China conducting 'no-holds-barred assault' on U.S. textile industry
By Furniture Today Staff -- Furniture Today, February 27, 2005
I was interested to read Susan M. Andrews' story (Feb. 14, page 1) about Messe Frankfurt going to Las Vegas. Of course they have a mixed track record. Their Heimtex of the Americas show was a yawn to most folks, and Heimtextil Frankfurt, the mother of all shows, has become an anathema to the U.S. upholstery folks.
Of even more interest to me is the change of the Showtime dates to June and December (Feb. 7, page 2), as well as the change of the International Textile Market Assn. from a U.S. organization that invites international companies to attend, to an organization that is run by those invitees and similar firms.
I note that the new head of ITMA is Jack Cobb of American Decorative Fabrics, a Chinese company....
The change of dates of Showtime directly interferes with the pre-Showtime visits to the New York showrooms of mills such as Weave Corp., Wearbest Sil-Tex Mills and Sunbury Textile Mills, and some of the southern U.S. mills such as Joan and Valdese Weavers, making customers choose between these very important visits at which U.S. mills have traditionally worked on special items with customers for the upcoming furniture markets, and Showtime.
The U.S. mills are very unhappy about this and believe that it's an intentional step to undercut the business of American mills by the Chinese and those converters that are foreign-based.
Put this together with the alleged wholesale copying of patterns by (certain) Chinese companies ... and we begin to get a picture of a no-holds-barred assault on the American industry using every possible means, legal and otherwise.
Anyone who thought this would be a fair fight should now be disabused of that notion.
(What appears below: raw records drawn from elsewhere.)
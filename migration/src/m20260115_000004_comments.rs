use sea_orm_migration::{prelude::*, schema::*};

use crate::{m20260115_000001_champions::Champions, m20260115_000002_users::Users};

static IDX_COMMENTS_USER_ID: &str = "idx-comments-user_id";
static IDX_COMMENTS_CHAMPION_ID: &str = "idx-comments-champion_id";
static FK_COMMENTS_USER_ID: &str = "fk-comments-user_id";
static FK_COMMENTS_CHAMPION_ID: &str = "fk-comments-champion_id";

#[derive(DeriveMigrationName)]
pub struct Migration;

#[async_trait::async_trait]
impl MigrationTrait for Migration {
    async fn up(&self, manager: &SchemaManager) -> Result<(), DbErr> {
        manager
            .create_table(
                Table::create()
                    .table(Comments::Table)
                    .if_not_exists()
                    .col(pk_auto(Comments::Id))
                    .col(text(Comments::Content))
                    .col(timestamp(Comments::CreatedAt))
                    .col(integer(Comments::UserId))
                    .col(integer(Comments::ChampionId))
                    .to_owned(),
            )
            .await?;

        manager
            .create_index(
                Index::create()
                    .name(IDX_COMMENTS_USER_ID)
                    .table(Comments::Table)
                    .col(Comments::UserId)
                    .to_owned(),
            )
            .await?;

        manager
            .create_index(
                Index::create()
                    .name(IDX_COMMENTS_CHAMPION_ID)
                    .table(Comments::Table)
                    .col(Comments::ChampionId)
                    .to_owned(),
            )
            .await?;

        manager
            .create_foreign_key(
                ForeignKey::create()
                    .name(FK_COMMENTS_USER_ID)
                    .from_tbl(Comments::Table)
                    .from_col(Comments::UserId)
                    .to_tbl(Users::Table)
                    .to_col(Users::Id)
                    .to_owned(),
            )
            .await?;

        manager
            .create_foreign_key(
                ForeignKey::create()
                    .name(FK_COMMENTS_CHAMPION_ID)
                    .from_tbl(Comments::Table)
                    .from_col(Comments::ChampionId)
                    .to_tbl(Champions::Table)
                    .to_col(Champions::Id)
                    .to_owned(),
            )
            .await?;

        Ok(())
    }

    async fn down(&self, manager: &SchemaManager) -> Result<(), DbErr> {
        manager
            .drop_foreign_key(
                ForeignKey::drop()
                    .name(FK_COMMENTS_CHAMPION_ID)
                    .table(Comments::Table)
                    .to_owned(),
            )
            .await?;

        manager
            .drop_foreign_key(
                ForeignKey::drop()
                    .name(FK_COMMENTS_USER_ID)
                    .table(Comments::Table)
                    .to_owned(),
            )
            .await?;

        manager
            .drop_index(
                Index::drop()
                    .name(IDX_COMMENTS_CHAMPION_ID)
                    .table(Comments::Table)
                    .to_owned(),
            )
            .await?;

        manager
            .drop_index(
                Index::drop()
                    .name(IDX_COMMENTS_USER_ID)
                    .table(Comments::Table)
                    .to_owned(),
            )
            .await?;

        manager
            .drop_table(Table::drop().table(Comments::Table).to_owned())
            .await?;

        Ok(())
    }
}

#[derive(DeriveIden)]
enum Comments {
    Table,
    Id,
    Content,
    CreatedAt,
    UserId,
    ChampionId,
}
//! Data transfer models shared across API surfaces.
//!
//! These are the JSON shapes the HTTP API speaks. Database entities are
//! converted into these DTOs at the controller/service boundary so the
//! wire format stays decoupled from the schema.

pub mod api;
pub mod champion;
pub mod user;
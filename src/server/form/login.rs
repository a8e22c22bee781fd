use serde::Deserialize;
use utoipa::ToSchema;

use crate::server::form::{validate, Constraint, FieldSpec, FormErrors};

/// Login submission. Whether the credentials are any good is the auth
/// service's concern.
#[derive(Debug, Default, Deserialize, ToSchema)]
pub struct LoginForm {
    #[serde(default)]
    pub username: String,
    #[serde(default)]
    pub password: String,
}

impl LoginForm {
    pub fn validate(&self) -> Result<(), FormErrors> {
        validate(&[
            FieldSpec {
                field: "username",
                value: &self.username,
                constraints: &[Constraint::Required],
            },
            FieldSpec {
                field: "password",
                value: &self.password,
                constraints: &[Constraint::Required],
            },
        ])
    }
}
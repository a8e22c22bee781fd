use sea_orm_migration::{prelude::*, schema::*};

use crate::{m20260115_000001_champions::Champions, m20260115_000002_users::Users};

static IDX_FAVORITES_USER_ID_CHAMPION_ID: &str = "idx-favorites-user_id-champion_id";
static FK_FAVORITES_USER_ID: &str = "fk-favorites-user_id";
static FK_FAVORITES_CHAMPION_ID: &str = "fk-favorites-champion_id";

#[derive(DeriveMigrationName)]
pub struct Migration;

#[async_trait::async_trait]
impl MigrationTrait for Migration {
    async fn up(&self, manager: &SchemaManager) -> Result<(), DbErr> {
        manager
            .create_table(
                Table::create()
                    .table(Favorites::Table)
                    .if_not_exists()
                    .col(pk_auto(Favorites::Id))
                    .col(integer(Favorites::UserId))
                    .col(integer(Favorites::ChampionId))
                    .col(timestamp(Favorites::CreatedAt))
                    .to_owned(),
            )
            .await?;

        // One favorite per (user, champion); the toggle relies on this.
        manager
            .create_index(
                Index::create()
                    .name(IDX_FAVORITES_USER_ID_CHAMPION_ID)
                    .table(Favorites::Table)
                    .col(Favorites::UserId)
                    .col(Favorites::ChampionId)
                    .unique()
                    .to_owned(),
            )
            .await?;

        manager
            .create_foreign_key(
                ForeignKey::create()
                    .name(FK_FAVORITES_USER_ID)
                    .from_tbl(Favorites::Table)
                    .from_col(Favorites::UserId)
                    .to_tbl(Users::Table)
                    .to_col(Users::Id)
                    .to_owned(),
            )
            .await?;

        manager
            .create_foreign_key(
                ForeignKey::create()
                    .name(FK_FAVORITES_CHAMPION_ID)
                    .from_tbl(Favorites::Table)
                    .from_col(Favorites::ChampionId)
                    .to_tbl(Champions::Table)
                    .to_col(Champions::Id)
                    .to_owned(),
            )
            .await?;

        Ok(())
    }

    async fn down(&self, manager: &SchemaManager) -> Result<(), DbErr> {
        manager
            .drop_foreign_key(
                ForeignKey::drop()
                    .name(FK_FAVORITES_CHAMPION_ID)
                    .table(Favorites::Table)
                    .to_owned(),
            )
            .await?;

        manager
            .drop_foreign_key(
                ForeignKey::drop()
                    .name(FK_FAVORITES_USER_ID)
                    .table(Favorites::Table)
                    .to_owned(),
            )
            .await?;

        manager
            .drop_index(
                Index::drop()
                    .name(IDX_FAVORITES_USER_ID_CHAMPION_ID)
                    .table(Favorites::Table)
                    .to_owned(),
            )
            .await?;

        manager
            .drop_table(Table::drop().table(Favorites::Table).to_owned())
            .await?;

        Ok(())
    }
}

#[derive(DeriveIden)]
enum Favorites {
    Table,
    Id,
    UserId,
    ChampionId,
    CreatedAt,
}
Chinese vendors have bought American industry veterans to help them conduct their slash-and-burn offensive to dominate the U.S. market.
In my own view, these individuals should be ashamed of themselves, but I understand that the smell of money is very seductive, no matter how much its source may stink.
Roger Berkley, president of Weave Corp., chairman of the Upholstery, Fabrics Committee of the National Textile Assn.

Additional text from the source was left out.